Main Content

readPDFFormData

Read data from PDF forms

Description

example

data = readPDFFormData(filename) reads the data from a PDF form into a struct.

data = readPDFFormData(filename,'Password',password) specifies the password for opening the PDF form.

Examples

collapse all

Read the data from the form fields in weatherReportForm1.pdf using readPDFFormData. The function returns a struct containing the data from the PDF form fields.

filename = "weatherReportForm1.pdf";
data = readPDFFormData(filename)
data = struct with fields:
         event_type: "Thunderstorm Wind"
    event_narrative: "Large tree down between Plantersville and Nettleton."

Read the data from the form fields in multiple files using a file datastore.

Create a file datastore for the weather reports forms.

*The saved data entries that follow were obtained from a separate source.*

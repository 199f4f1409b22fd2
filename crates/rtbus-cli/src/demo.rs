//! Demo system run by `rtbus run`.
//!
//! ```text
//!   sensor ──topic 1 (HRT)──▶ controller ──FRT request──▶ motor (service 2)
//!                               ▲                            │
//!                               └──────── response ──────────┘
//! ```
//!
//! The sensor publishes a counter every period.  The controller holds a hard
//! real-time subscription with a deadline and forwards the latest reading as
//! a firm real-time request to the motor service, which answers with the
//! doubled value.

use std::sync::atomic::{AtomicBool, AtomicU64, Ordering};
use std::sync::{Arc, OnceLock};
use std::thread;
use std::time::{Duration, Instant};

use rtbus_kernel::{Notifier, SystemClock};
use rtbus_middleware::{
    Core, HrtSubscriber, Publisher, Recovery, Request, Service, Subscriber, Topic,
};
use rtbus_runtime::{Executor, Node, NodeContext, RuntimeError};
use rtbus_types::{
    BusError, BusResult, EventMask, PublishPolicy, QosContract, RetrievePolicy, ServiceStats,
    TopicStats,
};
use tracing::{debug, warn};

use crate::config::Config;

pub const SENSOR_TOPIC: u32 = 1;
pub const MOTOR_SERVICE: u32 = 2;

const READING: EventMask = 1 << 0;
const ANSWER: EventMask = 1 << 1;
const CALL: EventMask = 1 << 0;
const PAYLOAD: usize = 8;

#[derive(Debug, Default)]
struct Counters {
    published: AtomicU64,
    dropped: AtomicU64,
    received: AtomicU64,
    violations: AtomicU64,
    calls: AtomicU64,
    answered: AtomicU64,
    late: AtomicU64,
}

/// Figures printed after a run.
#[derive(Debug)]
pub struct DemoReport {
    pub published: u64,
    pub dropped: u64,
    pub received: u64,
    pub violations: u64,
    pub calls: u64,
    pub answered: u64,
    pub late: u64,
    pub topic: TopicStats,
    pub service: Option<ServiceStats>,
    /// Core status after the nodes stopped.
    pub status: Result<(), String>,
    /// The bus stopped on a broken deadline, jitter or rate contract.
    pub contract_broken: bool,
}

// ─────────────────────────────────────────────────────────────────────────────
// Nodes
// ─────────────────────────────────────────────────────────────────────────────

struct Sensor {
    topic: Topic,
    publisher: Option<Publisher>,
    period: Duration,
    next: u64,
    counters: Arc<Counters>,
}

impl Node for Sensor {
    fn name(&self) -> &str {
        "sensor"
    }

    fn setup(&mut self, _: &NodeContext) -> BusResult<EventMask> {
        self.publisher = Some(Publisher::new(&self.topic));
        Ok(0)
    }

    fn step(&mut self, ctx: &NodeContext, _: EventMask) -> BusResult<EventMask> {
        let Some(publisher) = &self.publisher else {
            return Ok(0);
        };
        self.next += 1;
        match publisher.publish(
            &self.next.to_le_bytes(),
            ctx.now(),
            PublishPolicy::Blocking,
            None,
        ) {
            Ok(()) => {
                self.counters.published.fetch_add(1, Ordering::Relaxed);
            }
            Err(BusError::PublishBlocked | BusError::PublishTimeout | BusError::PublishLocked) => {
                self.counters.dropped.fetch_add(1, Ordering::Relaxed);
            }
            Err(e) => return Err(e),
        }
        Ok(0)
    }

    fn period(&self) -> Option<Duration> {
        Some(self.period)
    }
}

struct Controller {
    topic: Topic,
    subscriber: Option<HrtSubscriber>,
    deadline: Duration,
    request: Request,
    request_deadline: Duration,
    service: Arc<OnceLock<Service>>,
    counters: Arc<Counters>,
}

impl Controller {
    fn forward(&self, reading: u64) {
        let Some(service) = self.service.get() else {
            return;
        };
        let mut guard = match self.request.try_acquire() {
            Ok(guard) => guard,
            Err(e) => {
                debug!(error = %e, "motor request busy, reading skipped");
                return;
            }
        };
        guard.payload_mut()[..PAYLOAD].copy_from_slice(&reading.to_le_bytes());
        match guard.submit(service, PAYLOAD, ANSWER, Some(self.request_deadline)) {
            Ok(()) => {
                self.counters.calls.fetch_add(1, Ordering::Relaxed);
            }
            Err(e) => warn!(error = %e, "motor request not submitted"),
        }
    }

    fn collect(&self) {
        match self.request.retrieve(RetrievePolicy::Blocking) {
            Ok(answer) => {
                self.counters.answered.fetch_add(1, Ordering::Relaxed);
                if answer.violation.is_some() {
                    self.counters.late.fetch_add(1, Ordering::Relaxed);
                }
            }
            Err(e) => debug!(error = %e, "no motor answer yet"),
        }
    }
}

impl Node for Controller {
    fn name(&self) -> &str {
        "controller"
    }

    fn setup(&mut self, _: &NodeContext) -> BusResult<EventMask> {
        let counters = Arc::clone(&self.counters);
        self.subscriber = Some(HrtSubscriber::subscribe(
            &self.topic,
            READING,
            QosContract::default().with_deadline(self.deadline),
            Recovery::handler(move |violation| {
                warn!(%violation, "sensor reading missed its contract");
                counters.violations.fetch_add(1, Ordering::Relaxed);
            }),
        ));
        Ok(READING | ANSWER)
    }

    fn step(&mut self, _: &NodeContext, events: EventMask) -> BusResult<EventMask> {
        if events & ANSWER != 0 {
            self.collect();
        }
        if events & READING != 0
            && let Some(subscriber) = self.subscriber.as_mut()
        {
            let mut buf = [0u8; PAYLOAD];
            let fetched = subscriber.fetch_latest(&mut buf);
            if subscriber.violation().is_some() {
                subscriber.clear_violation();
            }
            if fetched.is_ok() {
                self.counters.received.fetch_add(1, Ordering::Relaxed);
                self.forward(u64::from_le_bytes(buf));
            }
        }
        Ok(READING | ANSWER)
    }
}

struct Motor {
    service: Arc<OnceLock<Service>>,
}

impl Node for Motor {
    fn name(&self) -> &str {
        "motor"
    }

    fn setup(&mut self, ctx: &NodeContext) -> BusResult<EventMask> {
        let service = Service::new(MOTOR_SERVICE, Notifier::new(Arc::clone(ctx.signal()), CALL));
        self.service
            .set(service)
            .map_err(|_| BusError::InvalidConfig("motor service set up twice".into()))?;
        Ok(CALL)
    }

    fn step(&mut self, _: &NodeContext, _: EventMask) -> BusResult<EventMask> {
        let Some(service) = self.service.get() else {
            return Ok(CALL);
        };
        let mut buf = [0u8; PAYLOAD];
        while let Some(dispatched) = service.dispatch(&mut buf)? {
            if dispatched.no_return() {
                continue;
            }
            let command = u64::from_le_bytes(buf);
            match service.acquire(dispatched) {
                Ok(mut responder) => {
                    responder.payload_mut()[..PAYLOAD]
                        .copy_from_slice(&command.wrapping_mul(2).to_le_bytes());
                    responder.respond(PAYLOAD)?;
                }
                Err(e) => debug!(error = %e, "dropping stale motor command"),
            }
        }
        Ok(CALL)
    }
}

// ─────────────────────────────────────────────────────────────────────────────
// Run
// ─────────────────────────────────────────────────────────────────────────────

/// Run the demo for `run_for` or until `shutdown` is set.
pub fn run(cfg: &Config, run_for: Duration, shutdown: &AtomicBool) -> Result<DemoReport, String> {
    let core = Core::new(cfg.bus.clone(), Arc::new(SystemClock::new()));
    let topic = Topic::new(&core, SENSOR_TOPIC, cfg.demo.topic_capacity, PAYLOAD)
        .map_err(|e| format!("Failed to create sensor topic: {}", e))?;
    let service = Arc::new(OnceLock::new());
    let counters = Arc::new(Counters::default());

    let mut executor = Executor::new(Arc::clone(&core));
    executor.add(Sensor {
        topic: topic.clone(),
        publisher: None,
        period: Duration::from_millis(cfg.demo.publish_period_ms.max(1)),
        next: 0,
        counters: Arc::clone(&counters),
    });
    executor.add(Controller {
        topic: topic.clone(),
        subscriber: None,
        deadline: Duration::from_millis(cfg.demo.hrt_deadline_ms),
        request: Request::frt(&core, PAYLOAD, None),
        request_deadline: Duration::from_millis(cfg.demo.service_deadline_ms),
        service: Arc::clone(&service),
        counters: Arc::clone(&counters),
    });
    executor.add(Motor {
        service: Arc::clone(&service),
    });
    executor
        .start()
        .map_err(|e| format!("Failed to start nodes: {}", e))?;

    let until = Instant::now() + run_for;
    while Instant::now() < until && !shutdown.load(Ordering::SeqCst) && core.status().is_ok() {
        thread::sleep(Duration::from_millis(20));
    }
    if let Err(e) = executor.stop(None) {
        debug!(error = %e, "bus failed before stop");
    }
    let joined = executor.join();
    let contract_broken = joined
        .as_ref()
        .err()
        .is_some_and(RuntimeError::is_contract_violation);
    let status = joined.map_err(|e| e.to_string());

    Ok(DemoReport {
        published: counters.published.load(Ordering::Relaxed),
        dropped: counters.dropped.load(Ordering::Relaxed),
        received: counters.received.load(Ordering::Relaxed),
        violations: counters.violations.load(Ordering::Relaxed),
        calls: counters.calls.load(Ordering::Relaxed),
        answered: counters.answered.load(Ordering::Relaxed),
        late: counters.late.load(Ordering::Relaxed),
        topic: topic.stats(),
        service: service.get().map(Service::stats),
        status,
        contract_broken,
    })
}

The forms are named "weatherReportFormN.pdf", where N is the number of the form.. Specify the file name using the wildcard "*" to find all file names of this structure. To specify the read function to be readPDFFormData, input this function to fileDatastore using a function handle.

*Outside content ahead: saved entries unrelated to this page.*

//! [`TimerService`] – one-shot deadline timers for QoS monitoring.
//!
//! Each topic rate contract, HRT subscriber and HRT request owns a
//! [`QosTimer`].  Arming a timer records an absolute [`Timestamp`] deadline
//! and a callback; when the service observes a clock value at or past the
//! deadline the timer is disarmed and its callback runs.
//!
//! Deadlines are checked either by a background [`TimerThread`]
//! ([`TimerService::spawn`]) or by calling [`TimerService::fire_due`]
//! directly, which is what tests do together with a
//! [`ManualClock`](crate::clock::ManualClock).
//!
//! Callbacks run without the timer table locked, so a callback may re-arm
//! its own (or any other) timer.

use std::collections::HashMap;
use std::fmt;
use std::sync::Arc;
use std::sync::atomic::{AtomicBool, Ordering};
use std::thread::{self, JoinHandle};
use std::time::Duration;

use parking_lot::{Condvar, Mutex};
use rtbus_types::Timestamp;
use tracing::{debug, trace};

use crate::clock::Clock;

/// Callback run when a timer expires.
pub type TimerCallback = Arc<dyn Fn() + Send + Sync>;

/// Upper bound on how long the timer thread sleeps between clock reads.
const MAX_SLEEP: Duration = Duration::from_millis(10);

// ────────────────────────────────────────────────────────────────────────────
// Internal table
// ────────────────────────────────────────────────────────────────────────────

struct ArmedEntry {
    deadline: Timestamp,
    callback: TimerCallback,
}

#[derive(Default)]
struct TimerTable {
    next_key: u64,
    armed: HashMap<u64, ArmedEntry>,
}

impl TimerTable {
    fn next_deadline(&self) -> Option<Timestamp> {
        self.armed.values().map(|e| e.deadline).min()
    }
}

#[derive(Default)]
struct TimerShared {
    table: Mutex<TimerTable>,
    changed: Condvar,
    running: AtomicBool,
}

// ────────────────────────────────────────────────────────────────────────────
// TimerService
// ────────────────────────────────────────────────────────────────────────────

/// Shared table of armed timers.  Cloning yields another handle to the same
/// table.
///
/// # Example
///
/// ```
/// use std::sync::Arc;
/// use std::sync::atomic::{AtomicUsize, Ordering};
/// use rtbus_kernel::timer::TimerService;
/// use rtbus_types::Timestamp;
///
/// let service = TimerService::new();
/// let timer = service.timer();
/// let fired = Arc::new(AtomicUsize::new(0));
/// let counter = fired.clone();
/// timer.arm(Timestamp::from_millis(5), Arc::new(move || {
///     counter.fetch_add(1, Ordering::SeqCst);
/// }));
///
/// assert_eq!(service.fire_due(Timestamp::from_millis(4)), 0);
/// assert_eq!(service.fire_due(Timestamp::from_millis(5)), 1);
/// assert_eq!(fired.load(Ordering::SeqCst), 1);
/// assert!(!timer.is_armed());
/// ```
#[derive(Clone, Default)]
pub struct TimerService {
    shared: Arc<TimerShared>,
}

impl fmt::Debug for TimerService {
    fn fmt(&self, f: &mut fmt::Formatter<'_>) -> fmt::Result {
        f.debug_struct("TimerService")
            .field("armed", &self.armed_count())
            .field("next_deadline", &self.next_deadline())
            .finish()
    }
}

impl TimerService {
    pub fn new() -> Self {
        Self::default()
    }

    /// Allocate a new, disarmed timer.
    pub fn timer(&self) -> QosTimer {
        let mut table = self.shared.table.lock();
        table.next_key += 1;
        QosTimer {
            key: table.next_key,
            shared: Arc::clone(&self.shared),
        }
    }

    /// Earliest deadline among armed timers.
    pub fn next_deadline(&self) -> Option<Timestamp> {
        self.shared.table.lock().next_deadline()
    }

    pub fn armed_count(&self) -> usize {
        self.shared.table.lock().armed.len()
    }

    /// Disarm every timer whose deadline is `<= now` and run its callback.
    ///
    /// Callbacks fire in deadline order.  Returns how many fired.
    pub fn fire_due(&self, now: Timestamp) -> usize {
        let mut due: Vec<(Timestamp, TimerCallback)> = {
            let mut table = self.shared.table.lock();
            let keys: Vec<u64> = table
                .armed
                .iter()
                .filter(|(_, e)| e.deadline <= now)
                .map(|(k, _)| *k)
                .collect();
            keys.into_iter()
                .filter_map(|k| table.armed.remove(&k))
                .map(|e| (e.deadline, e.callback))
                .collect()
        };
        due.sort_by_key(|(deadline, _)| *deadline);
        for (deadline, callback) in &due {
            trace!(%deadline, %now, "qos timer expired");
            callback();
        }
        due.len()
    }

    /// Start a background thread that fires timers against `clock`.
    pub fn spawn(&self, clock: Arc<dyn Clock>) -> std::io::Result<TimerThread> {
        self.shared.running.store(true, Ordering::SeqCst);
        let service = self.clone();
        let handle = thread::Builder::new()
            .name("rtbus-timers".into())
            .spawn(move || service.run(clock.as_ref()))?;
        debug!("timer thread started");
        Ok(TimerThread {
            service: self.clone(),
            handle: Some(handle),
        })
    }

    fn run(&self, clock: &dyn Clock) {
        while self.shared.running.load(Ordering::SeqCst) {
            self.fire_due(clock.now());

            let mut table = self.shared.table.lock();
            if !self.shared.running.load(Ordering::SeqCst) {
                break;
            }
            let sleep = table
                .next_deadline()
                .map(|d| d.saturating_duration_since(clock.now()))
                .unwrap_or(MAX_SLEEP)
                .min(MAX_SLEEP);
            if !sleep.is_zero() {
                self.shared.changed.wait_for(&mut table, sleep);
            }
        }
    }
}

// ────────────────────────────────────────────────────────────────────────────
// TimerThread
// ────────────────────────────────────────────────────────────────────────────

/// Handle to the background timer thread.  Stops and joins it on drop.
pub struct TimerThread {
    service: TimerService,
    handle: Option<JoinHandle<()>>,
}

impl TimerThread {
    pub fn stop(&mut self) {
        self.service.shared.running.store(false, Ordering::SeqCst);
        {
            let _table = self.service.shared.table.lock();
            self.service.shared.changed.notify_all();
        }
        if let Some(handle) = self.handle.take() {
            let _ = handle.join();
            debug!("timer thread stopped");
        }
    }
}

impl Drop for TimerThread {
    fn drop(&mut self) {
        self.stop();
    }
}

// ────────────────────────────────────────────────────────────────────────────
// QosTimer
// ────────────────────────────────────────────────────────────────────────────

/// A single one-shot timer slot.  Disarmed when dropped.
pub struct QosTimer {
    key: u64,
    shared: Arc<TimerShared>,
}

impl fmt::Debug for QosTimer {
    fn fmt(&self, f: &mut fmt::Formatter<'_>) -> fmt::Result {
        f.debug_struct("QosTimer")
            .field("key", &self.key)
            .field("deadline", &self.deadline())
            .finish()
    }
}

impl QosTimer {
    /// Arm (or re-arm) the timer to fire `callback` at `deadline`.
    pub fn arm(&self, deadline: Timestamp, callback: TimerCallback) {
        let mut table = self.shared.table.lock();
        table
            .armed
            .insert(self.key, ArmedEntry { deadline, callback });
        self.shared.changed.notify_all();
    }

    /// Disarm.  No-op when not armed.
    pub fn reset(&self) {
        self.shared.table.lock().armed.remove(&self.key);
    }

    pub fn deadline(&self) -> Option<Timestamp> {
        self.shared
            .table
            .lock()
            .armed
            .get(&self.key)
            .map(|e| e.deadline)
    }

    pub fn is_armed(&self) -> bool {
        self.shared.table.lock().armed.contains_key(&self.key)
    }
}

impl Drop for QosTimer {
    fn drop(&mut self) {
        self.reset();
    }
}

fds = fileDatastore("weatherReportForm*.pdf",'ReadFcn',@readPDFFormData)
fds = 
  FileDatastore with properties:

                       Files: {
                              ' .../tp50688320/textanalytics-ex39762425/weatherReportForm1.pdf';
                              ' .../tp50688320/textanalytics-ex39762425/weatherReportForm2.pdf';
                              ' .../tp50688320/textanalytics-ex39762425/weatherReportForm3.pdf'
                               ... and 1 more
                              }
                     Folders: {
                              '/tmp/Bdoc23b_2361005_1099857/tp50688320/textanalytics-ex39762425'
                              }
                 UniformRead: 0
                    ReadMode: 'file'
                   BlockSize: Inf
                  PreviewFcn: @readPDFFormData
      SupportedOutputFormats: ["txt"    "csv"    "xlsx"    "xls"    "parquet"    "parq"    "png"    "jpg"    "jpeg"    "tif"    "tiff"    "wav"    "flac"    "ogg"    "opus"    "mp4"    "m4a"]
                     ReadFcn: @readPDFFormData
    AlternateFileSystemRoots: {}

Loop over the files in the datastore and read each PDF form.

data = [];
while hasdata(fds)
    textData = read(fds);
    data = [data; textData];
end
data
data=4×1 struct array with fields:
    event_type
    event_narrative

Input Arguments

collapse all

Name of the file, specified as a string scalar or character vector.

readPDFFormData supports AcroForm PDF files (interactive forms) only.

Data Types: string | char

Password to open the PDF file, specified as a character vector or a string scalar.

Example: "skroWhtaM"

Data Types: string | char

Output Arguments

collapse all

Output struct. The fields of data correspond to the names of the form fields in the PDF. If the form field names are not valid struct field names, then the function automatically edits them to construct valid names.

Version History

Introduced in R2018a